» Required action
Go through the listing below and return every line exactly.

-*-*-

/*
 * Copyright (c) 2023.
 *
 * This software is free software;
 *
 * You can redistribute it or modify it under terms of the MIT, Apache License or Zlib license
 */

//! Byte stream readers and writers
//!
//! The png container stores every multi-byte integer in big endian,
//! so the reader and writer here are tuned for that, with the reader
//! borrowing an in-memory slice and the writer appending to an owned vector
use core::fmt::Formatter;

pub use reader::ZByteReader;
pub use writer::ZByteWriter;

mod reader;
mod writer;

pub enum ZByteIoError {
    // requested, remaining
    NotEnoughBytes(usize, usize)
}

impl core::fmt::Debug for ZByteIoError {
    fn fmt(&self, f: &mut Formatter<'_>) -> core::fmt::Result {
        match self {
            ZByteIoError::NotEnoughBytes(expected, found) => {
                writeln!(f, "Not enough bytes, expected {expected} but found {found}")
            }
        }
    }
}

impl core::fmt::Display for ZByteIoError {
    fn fmt(&self, f: &mut Formatter<'_>) -> core::fmt::Result {
        core::fmt::Debug::fmt(self, f)
    }
}

#[cfg(feature = "std")]
impl std::error::Error for ZByteIoError {}

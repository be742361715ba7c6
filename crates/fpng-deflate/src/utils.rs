//! Checksum helpers
#![cfg(feature = "zlib")]

/// Calculate the adler hash of a piece of data
#[inline(never)]
pub fn calc_adler_hash(data: &[u8]) -> u32
{
    use simd_adler32::Adler32;
    let mut hasher = Adler32::new();

    hasher.write(data);

    hasher.finish()
}

/// Continue an adler32 checksum from `previous`
///
/// Start a fresh checksum with `previous == 1`. Feeding data in pieces
/// gives the same value as hashing it in one go.
///
/// ```
/// use fpng_deflate::adler32;
/// let whole = adler32(b"Wikipedia", 1);
/// assert_eq!(whole, 0x11E6_0398);
/// assert_eq!(adler32(b"pedia", adler32(b"Wiki", 1)), whole);
/// ```
pub fn adler32(data: &[u8], previous: u32) -> u32
{
    use simd_adler32::Adler32;
    let mut hasher = Adler32::from_checksum(previous);

    hasher.write(data);

    hasher.finish()
}
#![no_main]

use libfuzzer_sys::fuzz_target;

fuzz_target!(|data: &[u8]| {
    let opts = fpng::DecoderOptions::new_fast()
        .set_max_width(1 << 12)
        .set_max_height(1 << 12);

    let mut decoder = fpng::PngDecoder::new_with_options(data, opts);
    let _ = decoder.decode_raw();
});
#![allow(clippy::upper_case_acronyms)]

/// Chunk types the parser tells apart, see
/// table 5.3 of https://www.w3.org/TR/2003/REC-PNG-20031110/
#[derive(Debug, Copy, Clone, Eq, PartialEq)]
pub enum PngChunkType
{
    IHDR,
    PLTE,
    IDAT,
    IEND,
    /// Any chunk with the ancillary bit set
    Ancillary,
    /// A critical chunk this codec does not understand
    UnknownCritical
}

impl PngChunkType
{
    pub fn from_name(name: [u8; 4]) -> PngChunkType
    {
        match &name
        {
            b"IHDR" => Self::IHDR,
            b"PLTE" => Self::PLTE,
            b"IDAT" => Self::IDAT,
            b"IEND" => Self::IEND,
            // bit 5 of the first byte set means lowercase, i.e ancillary
            _ if name[0] & (1 << 5) != 0 => Self::Ancillary,
            _ => Self::UnknownCritical
        }
    }
}

/// Per scanline predictor
#[derive(Copy, Clone, Debug, Eq, PartialEq)]
pub enum FilterMethod
{
    None,
    Sub,
    Up,
    Average,
    Paeth
}

impl FilterMethod
{
    /// All methods in the order ties are resolved
    pub const ALL: [FilterMethod; 5] = [
        FilterMethod::None,
        FilterMethod::Sub,
        FilterMethod::Up,
        FilterMethod::Average,
        FilterMethod::Paeth
    ];

    pub const fn from_int(int: u8) -> Option<FilterMethod>
    {
        match int
        {
            0 => Some(FilterMethod::None),
            1 => Some(FilterMethod::Sub),
            2 => Some(FilterMethod::Up),
            3 => Some(FilterMethod::Average),
            4 => Some(FilterMethod::Paeth),
            _ => None
        }
    }

    pub const fn to_int(self) -> u8
    {
        match self
        {
            FilterMethod::None => 0,
            FilterMethod::Sub => 1,
            FilterMethod::Up => 2,
            FilterMethod::Average => 3,
            FilterMethod::Paeth => 4
        }
    }
}

/// Colour types from the IHDR chunk
#[derive(Debug, Copy, Clone, Eq, PartialEq)]
pub enum PngColor
{
    Luma,
    Palette,
    LumaA,
    RGB,
    RGBA
}

impl PngColor
{
    pub(crate) const fn from_int(int: u8) -> Option<PngColor>
    {
        match int
        {
            0 => Some(Self::Luma),
            2 => Some(Self::RGB),
            3 => Some(Self::Palette),
            4 => Some(Self::LumaA),
            6 => Some(Self::RGBA),
            _ => None
        }
    }

    pub(crate) const fn to_int(self) -> u8
    {
        match self
        {
            Self::Luma => 0,
            Self::RGB => 2,
            Self::Palette => 3,
            Self::LumaA => 4,
            Self::RGBA => 6
        }
    }
}
/// The eight bytes every png starts with
pub const PNG_SIGNATURE: [u8; 8] = [137, 80, 78, 71, 13, 10, 26, 10];

/// Largest width or height accepted by the encoder
pub const MAX_DIMENSIONS: usize = 1 << 24;

/// Largest chunk payload the container allows
pub const MAX_CHUNK_LENGTH: usize = (1 << 31) - 1;

/// IHDR payload length
pub const IHDR_LENGTH: usize = 13;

-*-*-

» Answer to this exercise
/*
 * Copyright (c) 2023.
 *
 * This software is free software;
 *
 * You can redistribute it or modify it under terms of the MIT, Apache License or Zlib license
 */

//! Byte stream readers and writers
//!
//! The png container stores every multi-byte integer in big endian,
//! so the reader and writer here are tuned for that, with the reader
//! borrowing an in-memory slice and the writer appending to an owned vector
use core::fmt::Formatter;

pub use reader::ZByteReader;
pub use writer::ZByteWriter;

mod reader;
mod writer;

pub enum ZByteIoError {
    // requested, remaining
    NotEnoughBytes(usize, usize)
}

impl core::fmt::Debug for ZByteIoError {
    fn fmt(&self, f: &mut Formatter<'_>) -> core::fmt::Result {
        match self {
            ZByteIoError::NotEnoughBytes(expected, found) => {
                writeln!(f, "Not enough bytes, expected {expected} but found {found}")
            }
        }
    }
}

impl core::fmt::Display for ZByteIoError {
    fn fmt(&self, f: &mut Formatter<'_>) -> core::fmt::Result {
        core::fmt::Debug::fmt(self, f)
    }
}

#[cfg(feature = "std")]
impl std::error::Error for ZByteIoError {}

repository be742361715ba7c6
filename crates/fpng-deflate/src/utils.rs
//! Checksum helpers
#![cfg(feature = "zlib")]

/// Calculate the adler hash of a piece of data
#[inline(never)]
pub fn calc_adler_hash(data: &[u8]) -> u32
{
    use simd_adler32::Adler32;
    let mut hasher = Adler32::new();

    hasher.write(data);

    hasher.finish()
}

/// Continue an adler32 checksum from `previous`
///
/// Start a fresh checksum with `previous == 1`. Feeding data in pieces
/// gives the same value as hashing it in one go.
///
/// ```
/// use fpng_deflate::adler32;
/// let whole = adler32(b"Wikipedia", 1);
/// assert_eq!(whole, 0x11E6_0398);
/// assert_eq!(adler32(b"pedia", adler32(b"Wiki", 1)), whole);
/// ```
pub fn adler32(data: &[u8], previous: u32) -> u32
{
    use simd_adler32::Adler32;
    let mut hasher = Adler32::from_checksum(previous);

    hasher.write(data);

    hasher.finish()
}
#![no_main]

use libfuzzer_sys::fuzz_target;

fuzz_target!(|data: &[u8]| {
    let opts = fpng::DecoderOptions::new_fast()
        .set_max_width(1 << 12)
        .set_max_height(1 << 12);

    let mut decoder = fpng::PngDecoder::new_with_options(data, opts);
    let _ = decoder.decode_raw();
});
#![allow(clippy::upper_case_acronyms)]

/// Chunk types the parser tells apart, see
/// table 5.3 of https://www.w3.org/TR/2003/REC-PNG-20031110/
#[derive(Debug, Copy, Clone, Eq, PartialEq)]
pub enum PngChunkType
{
    IHDR,
    PLTE,
    IDAT,
    IEND,
    /// Any chunk with the ancillary bit set
    Ancillary,
    /// A critical chunk this codec does not understand
    UnknownCritical
}

impl PngChunkType
{
    pub fn from_name(name: [u8; 4]) -> PngChunkType
    {
        match &name
        {
            b"IHDR" => Self::IHDR,
            b"PLTE" => Self::PLTE,
            b"IDAT" => Self::IDAT,
            b"IEND" => Self::IEND,
            // bit 5 of the first byte set means lowercase, i.e ancillary
            _ if name[0] & (1 << 5) != 0 => Self::Ancillary,
            _ => Self::UnknownCritical
        }
    }
}

/// Per scanline predictor
#[derive(Copy, Clone, Debug, Eq, PartialEq)]
pub enum FilterMethod
{
    None,
    Sub,
    Up,
    Average,
    Paeth
}

impl FilterMethod
{
    /// All methods in the order ties are resolved
    pub const ALL: [FilterMethod; 5] = [
        FilterMethod::None,
        FilterMethod::Sub,
        FilterMethod::Up,
        FilterMethod::Average,
        FilterMethod::Paeth
    ];

    pub const fn from_int(int: u8) -> Option<FilterMethod>
    {
        match int
        {
            0 => Some(FilterMethod::None),
            1 => Some(FilterMethod::Sub),
            2 => Some(FilterMethod::Up),
            3 => Some(FilterMethod::Average),
            4 => Some(FilterMethod::Paeth),
            _ => None
        }
    }

    pub const fn to_int(self) -> u8
    {
        match self
        {
            FilterMethod::None => 0,
            FilterMethod::Sub => 1,
            FilterMethod::Up => 2,
            FilterMethod::Average => 3,
            FilterMethod::Paeth => 4
        }
    }
}

/// Colour types from the IHDR chunk
#[derive(Debug, Copy, Clone, Eq, PartialEq)]
pub enum PngColor
{
    Luma,
    Palette,
    LumaA,
    RGB,
    RGBA
}

impl PngColor
{
    pub(crate) const fn from_int(int: u8) -> Option<PngColor>
    {
        match int
        {
            0 => Some(Self::Luma),
            2 => Some(Self::RGB),
            3 => Some(Self::Palette),
            4 => Some(Self::LumaA),
            6 => Some(Self::RGBA),
            _ => None
        }
    }

    pub(crate) const fn to_int(self) -> u8
    {
        match self
        {
            Self::Luma => 0,
            Self::RGB => 2,
            Self::Palette => 3,
            Self::LumaA => 4,
            Self::RGBA => 6
        }
    }
}
/// The eight bytes every png starts with
pub const PNG_SIGNATURE: [u8; 8] = [137, 80, 78, 71, 13, 10, 26, 10];

/// Largest width or height accepted by the encoder
pub const MAX_DIMENSIONS: usize = 1 << 24;

/// Largest chunk payload the container allows
pub const MAX_CHUNK_LENGTH: usize = (1 << 31) - 1;

/// IHDR payload length
pub const IHDR_LENGTH: usize = 13;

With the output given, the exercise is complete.